Former U.S. presidential candidate Nikki Haley has advice Rabbi Eilberg might wish to consider: “Believe terrorists when they tell you who they are. This is why there should be no ceasefire until Hamas is destroyed.”
To everything, there is a season, Rabbi Eilberg.
The Jewish fighters of the Warsaw Ghetto understood this. Jews in Israel also understand this.
Consider the wisdom of Ecclesiastes regarding imperfectable human nature, Rabbi Eilberg, along with the incredible courage of young Jews fighting, yet again, to prevent the promised destruction of our people. Maybe you should have prayed for them on Yom Kippur.
Julia Lutch
Davis
Rabbi’s Israel stance is proper
Rabbi Paul Steinberg affirmed what many in the Jewish community have been yearning for in our leaders (“I am an unapologetically pro-Israel rabbi, no matter what some of my other Bay Area colleagues say,” Oct. 24)
In his Rosh Hashanah sermon, in his statement at an Oct. 7 commemoration at the Osher Marin JCC (where he received a standing ovation) and in his J. op-ed, he said what so many other rabbis could not bring themselves to say out loud: Israel is in an existential war with deranged, radical, theological Jihadists who are committed to the destruction of Israel and the Jewish people.
For rabbis who equivocate, ingratiate and convey moral equivalence between Israel and the forces of evil arrayed against them, their dishonor and diffidence will not bring them honor or respect. To speak about Palestinian suffering without reference to Hamas and Hezbollah is misguided. This is affirming solidarity with our Israeli family in their crucible for existential war.
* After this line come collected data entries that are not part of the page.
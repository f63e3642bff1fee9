//! Presentation surface management.
//!
//! # Overview
//!
//! - [`PresentationSurface`] - Drives the acquire → render → present → recycle loop
//! - [`SurfaceConfiguration`] - Preferred format, size, present mode and image count
//! - [`FrameResources`] - The image and semaphores of one acquired frame
//! - [`PresentMode`] - Controls vsync behavior
//!
//! # Example
//!
//! ```ignore
//! let mut surface = device.create_surface(raw_surface, SurfaceConfiguration::new(1280, 720))?;
//!
//! // In render loop:
//! let frame = surface.prepare_for_render()?;
//! let cmd = ring.next_slot()?;
//! cmd.begin()?;
//! surface
//!     .image_mut(&frame)?
//!     .transition_layout(cmd, &full, ImageLayout::ColorAttachment)?;
//! // ... render ...
//! surface
//!     .image_mut(&frame)?
//!     .transition_layout(cmd, &full, ImageLayout::PresentSrc)?;
//! cmd.end()?;
//! frame.attach_to(cmd);
//! cmd.submit()?;
//! surface.finish_render(frame)?;
//! ```

use std::sync::Arc;

use crate::backend::{
    AcquireOutcome, GpuContext, PresentOutcome, PresentRequest, RawSemaphore, RawSurface,
    RawSwapchain, SurfaceCapabilities, SwapchainDescriptor,
};
use crate::command::CommandBufferResource;
use crate::error::{GraphicsError, GraphicsResult};
use crate::recycle::{OwnedSwapchain, RecycleQueue};
use crate::resources::ImageResource;
use crate::sync::{FencePool, SemaphorePool};
use crate::types::{Extent3d, ImageDescriptor, PipelineStages, TextureFormat, TextureUsage};
use crate::{frame_mark, profile_function};

/// Presentation mode for the swapchain.
///
/// Controls how frames are synchronized with the display.
#[derive(Debug, Clone, Copy, PartialEq, Eq, Hash, Default)]
pub enum PresentMode {
    /// No synchronization. May cause tearing but has lowest latency.
    Immediate,
    /// Triple buffering. Low latency without tearing.
    Mailbox,
    /// VSync enabled. No tearing, but may have higher latency.
    #[default]
    Fifo,
    /// VSync with relaxed timing. May tear if a frame is late.
    FifoRelaxed,
}

/// Configuration for a surface.
#[derive(Debug, Clone, PartialEq, Eq)]
pub struct SurfaceConfiguration {
    /// Preferred texture format. Falls back to the surface's first format.
    pub format: TextureFormat,
    /// Width in pixels, used when the surface lets the swapchain decide.
    pub width: u32,
    /// Height in pixels, used when the surface lets the swapchain decide.
    pub height: u32,
    /// Preferred presentation mode. Falls back to FIFO.
    pub present_mode: PresentMode,
    /// Requested image count. Defaults to one more than the surface minimum.
    pub image_count: Option<u32>,
}

impl SurfaceConfiguration {
    /// Create a new surface configuration.
    pub fn new(width: u32, height: u32) -> Self {
        Self {
            format: TextureFormat::Bgra8UnormSrgb,
            width,
            height,
            present_mode: PresentMode::default(),
            image_count: None,
        }
    }

    /// Set the texture format.
    pub fn with_format(mut self, format: TextureFormat) -> Self {
        self.format = format;
        self
    }

    /// Set the present mode.
    pub fn with_present_mode(mut self, present_mode: PresentMode) -> Self {
        self.present_mode = present_mode;
        self
    }

    /// Set the requested image count.
    pub fn with_image_count(mut self, image_count: u32) -> Self {
        self.image_count = Some(image_count);
        self
    }
}

/// Lifecycle state of a [`PresentationSurface`].
#[derive(Debug, Clone, Copy, PartialEq, Eq)]
pub enum SurfaceState {
    /// No swapchain yet.
    Uninitialized,
    /// The swapchain matches the surface.
    Ready,
    /// The swapchain must be recreated before the next acquire.
    Invalid,
}

/// The image and synchronization of one acquired frame.
#[derive(Debug, Clone, PartialEq, Eq)]
pub struct FrameResources {
    /// Index of the acquired swapchain image.
    pub image_index: u32,
    /// Swapchain the image belongs to.
    pub swapchain: RawSwapchain,
    /// Signaled when the image is ready to be rendered into.
    pub image_available: RawSemaphore,
    /// Signaled by the render submission; presentation waits on it.
    pub present_ready: RawSemaphore,
}

impl FrameResources {
    /// Make `cmd` wait for the image and signal presentation readiness.
    pub fn attach_to(&self, cmd: &mut CommandBufferResource) {
        cmd.add_wait_semaphore(self.image_available, PipelineStages::COLOR_ATTACHMENT_OUTPUT);
        cmd.add_signal_semaphore(self.present_ready);
    }
}

struct Swapchain {
    // Images are declared first so they drop before the swapchain owning them.
    images: Vec<ImageResource>,
    owned: OwnedSwapchain,
    extent: Extent3d,
    format: TextureFormat,
}
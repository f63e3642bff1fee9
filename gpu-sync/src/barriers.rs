//! Barrier batching.
//!
//! Barriers issued for one logical operation are collected into a
//! [`BarrierBatch`] and recorded as a single pipeline barrier call, with
//! the source and destination stage masks unioned across every entry.

use std::ops::Range;

use crate::backend::{RawBuffer, RawImage};
use crate::types::{AccessFlags, ImageAspect, ImageLayout, PipelineStages, SubresourceRange};

/// Memory dependency on a byte range of a buffer.
#[derive(Debug, Clone, PartialEq, Eq)]
pub struct BufferBarrier {
    /// Buffer the barrier applies to.
    pub buffer: RawBuffer,
    /// Byte range covered.
    pub range: Range<u64>,
    /// Accesses made available.
    pub src_access: AccessFlags,
    /// Accesses made visible.
    pub dst_access: AccessFlags,
}

/// Layout transition of a subresource range.
#[derive(Debug, Clone, PartialEq, Eq)]
pub struct ImageBarrier {
    /// Image the barrier applies to.
    pub image: RawImage,
    /// Aspects covered.
    pub aspect: ImageAspect,
    /// Subresources covered.
    pub range: SubresourceRange,
    /// Layout the subresources are in.
    pub old_layout: ImageLayout,
    /// Layout the subresources move to.
    pub new_layout: ImageLayout,
    /// Accesses made available.
    pub src_access: AccessFlags,
    /// Accesses made visible.
    pub dst_access: AccessFlags,
}

/// A batch of barriers recorded together.
#[derive(Debug, Clone, Default)]
pub struct BarrierBatch {
    buffer_barriers: Vec<BufferBarrier>,
    image_barriers: Vec<ImageBarrier>,
    src_stages: PipelineStages,
    dst_stages: PipelineStages,
}

impl BarrierBatch {
    /// Create an empty barrier batch.
    pub fn new() -> Self {
        Self::default()
    }

    /// Add a buffer memory barrier. Empty ranges are skipped.
    pub fn add_buffer_barrier(
        &mut self,
        buffer: RawBuffer,
        range: Range<u64>,
        src: (PipelineStages, AccessFlags),
        dst: (PipelineStages, AccessFlags),
    ) {
        if range.is_empty() {
            return;
        }

        self.src_stages |= src.0;
        self.dst_stages |= dst.0;
        self.buffer_barriers.push(BufferBarrier {
            buffer,
            range,
            src_access: src.1,
            dst_access: dst.1,
        });
    }

    /// Add an image layout transition.
    ///
    /// Returns false, and records nothing, if the layouts match or the range
    /// is empty.
    pub fn add_image_transition(
        &mut self,
        image: RawImage,
        aspect: ImageAspect,
        range: SubresourceRange,
        old_layout: ImageLayout,
        new_layout: ImageLayout,
    ) -> bool {
        if old_layout == new_layout || range.is_empty() {
            return false;
        }

        let (src_stage, src_access) = old_layout.src_scope();
        let (dst_stage, dst_access) = new_layout.dst_scope();
        self.src_stages |= src_stage;
        self.dst_stages |= dst_stage;

        log::trace!(
            "Image {:?} layers {:?} mips {:?}: {:?} -> {:?}",
            image,
            range.layers,
            range.mips,
            old_layout,
            new_layout
        );

        self.image_barriers.push(ImageBarrier {
            image,
            aspect,
            range,
            old_layout,
            new_layout,
            src_access,
            dst_access,
        });
        true
    }

    /// Check if there are any barriers.
    pub fn is_empty(&self) -> bool {
        self.buffer_barriers.is_empty() && self.image_barriers.is_empty()
    }

    /// Number of barriers in the batch.
    pub fn len(&self) -> usize {
        self.buffer_barriers.len() + self.image_barriers.len()
    }

    /// Buffer barriers in insertion order.
    pub fn buffer_barriers(&self) -> &[BufferBarrier] {
        &self.buffer_barriers
    }

    /// Image barriers in insertion order.
    pub fn image_barriers(&self) -> &[ImageBarrier] {
        &self.image_barriers
    }

    /// Union of the source stages of every barrier.
    pub fn src_stages(&self) -> PipelineStages {
        self.src_stages
    }

    /// Union of the destination stages of every barrier.
    pub fn dst_stages(&self) -> PipelineStages {
        self.dst_stages
    }

    /// Clear the batch for reuse.
    pub fn clear(&mut self) {
        self.buffer_barriers.clear();
        self.image_barriers.clear();
        self.src_stages = PipelineStages::empty();
        self.dst_stages = PipelineStages::empty();
    }
}

#[cfg(test)]
mod tests {
    use super::*;

    #[test]
    fn test_empty_batch() {
        let batch = BarrierBatch::new();
        assert!(batch.is_empty());
        assert_eq!(batch.len(), 0);
        assert!(batch.src_stages().is_empty());
    }

    #[test]
    fn test_same_layout_is_skipped() {
        let mut batch = BarrierBatch::new();
        let added = batch.add_image_transition(
            RawImage::from_raw(1),
            ImageAspect::COLOR,
            SubresourceRange::full(1, 1),
            ImageLayout::ShaderReadOnly,
            ImageLayout::ShaderReadOnly,
        );
        assert!(!added);
        assert!(batch.is_empty());
    }

    #[test]
    fn test_stage_masks_are_unioned() {
        let mut batch = BarrierBatch::new();
        batch.add_image_transition(
            RawImage::from_raw(1),
            ImageAspect::COLOR,
            SubresourceRange::full(1, 1),
            ImageLayout::ColorAttachment,
            ImageLayout::ShaderReadOnly,
        );
        batch.add_buffer_barrier(
            RawBuffer::from_raw(2),
            0..64,
            (PipelineStages::TRANSFER, AccessFlags::TRANSFER_WRITE),
            (PipelineStages::VERTEX_INPUT, AccessFlags::VERTEX_ATTRIBUTE_READ),
        );

        assert_eq!(batch.len(), 2);
        assert!(batch.src_stages().contains(PipelineStages::COLOR_ATTACHMENT_OUTPUT));
        assert!(batch.src_stages().contains(PipelineStages::TRANSFER));
        assert!(batch.dst_stages().contains(PipelineStages::FRAGMENT_SHADER));
        assert!(batch.dst_stages().contains(PipelineStages::VERTEX_INPUT));
    }

    #[test]
    fn test_empty_buffer_range_is_skipped() {
        let mut batch = BarrierBatch::new();
        batch.add_buffer_barrier(
            RawBuffer::from_raw(2),
            16..16,
            (PipelineStages::TRANSFER, AccessFlags::TRANSFER_WRITE),
            (PipelineStages::TRANSFER, AccessFlags::TRANSFER_READ),
        );
        assert!(batch.is_empty());
    }

    #[test]
    fn test_clear() {
        let mut batch = BarrierBatch::new();
        batch.add_image_transition(
            RawImage::from_raw(1),
            ImageAspect::COLOR,
            SubresourceRange::full(1, 1),
            ImageLayout::Undefined,
            ImageLayout::TransferDst,
        );
        batch.clear();
        assert!(batch.is_empty());
        assert!(batch.dst_stages().is_empty());
    }
}
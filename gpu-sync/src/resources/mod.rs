//! GPU resources and their synchronization state.
//!
//! - [`DeviceBuffer`] - Owned buffer allocation with its last GPU use
//! - [`WriteScheduler`] - Pending writes and the direct/staged commit
//! - [`ImageResource`] - Owned or swapchain image with a [`LayoutMap`]

mod buffer;
mod image;
mod layout_map;
mod write;

pub use buffer::DeviceBuffer;
pub use image::{ImageOwnership, ImageResource};
pub use layout_map::LayoutMap;
pub use write::{
    CommitReport, PendingWriteSet, WritePath, WriteScheduler, WriteSegment, WriteStrategy,
};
May Rabbi Steinberg’s stance inspire those who want to stand with Israel with respect and empathetic solidarity.
Jeff Saperstein
Mill Valley
Political opinion, not an ad
As a decades-long subscriber to J., I am saddened and appalled that J. would accept and publish a full-page “paid advertisement” on Oct. 18 asking “Fellow Jewish Americans to leave the Democratic Party.”
This is the political opinion of this obviously wealthy Republican man, Brett M. Kingstone, and in my opinion has no place being accepted and published in J.
Advertising in J. is to promote and make readers aware of various businesses and services of which they can avail themselves. That is not remotely what this “advertisement” was.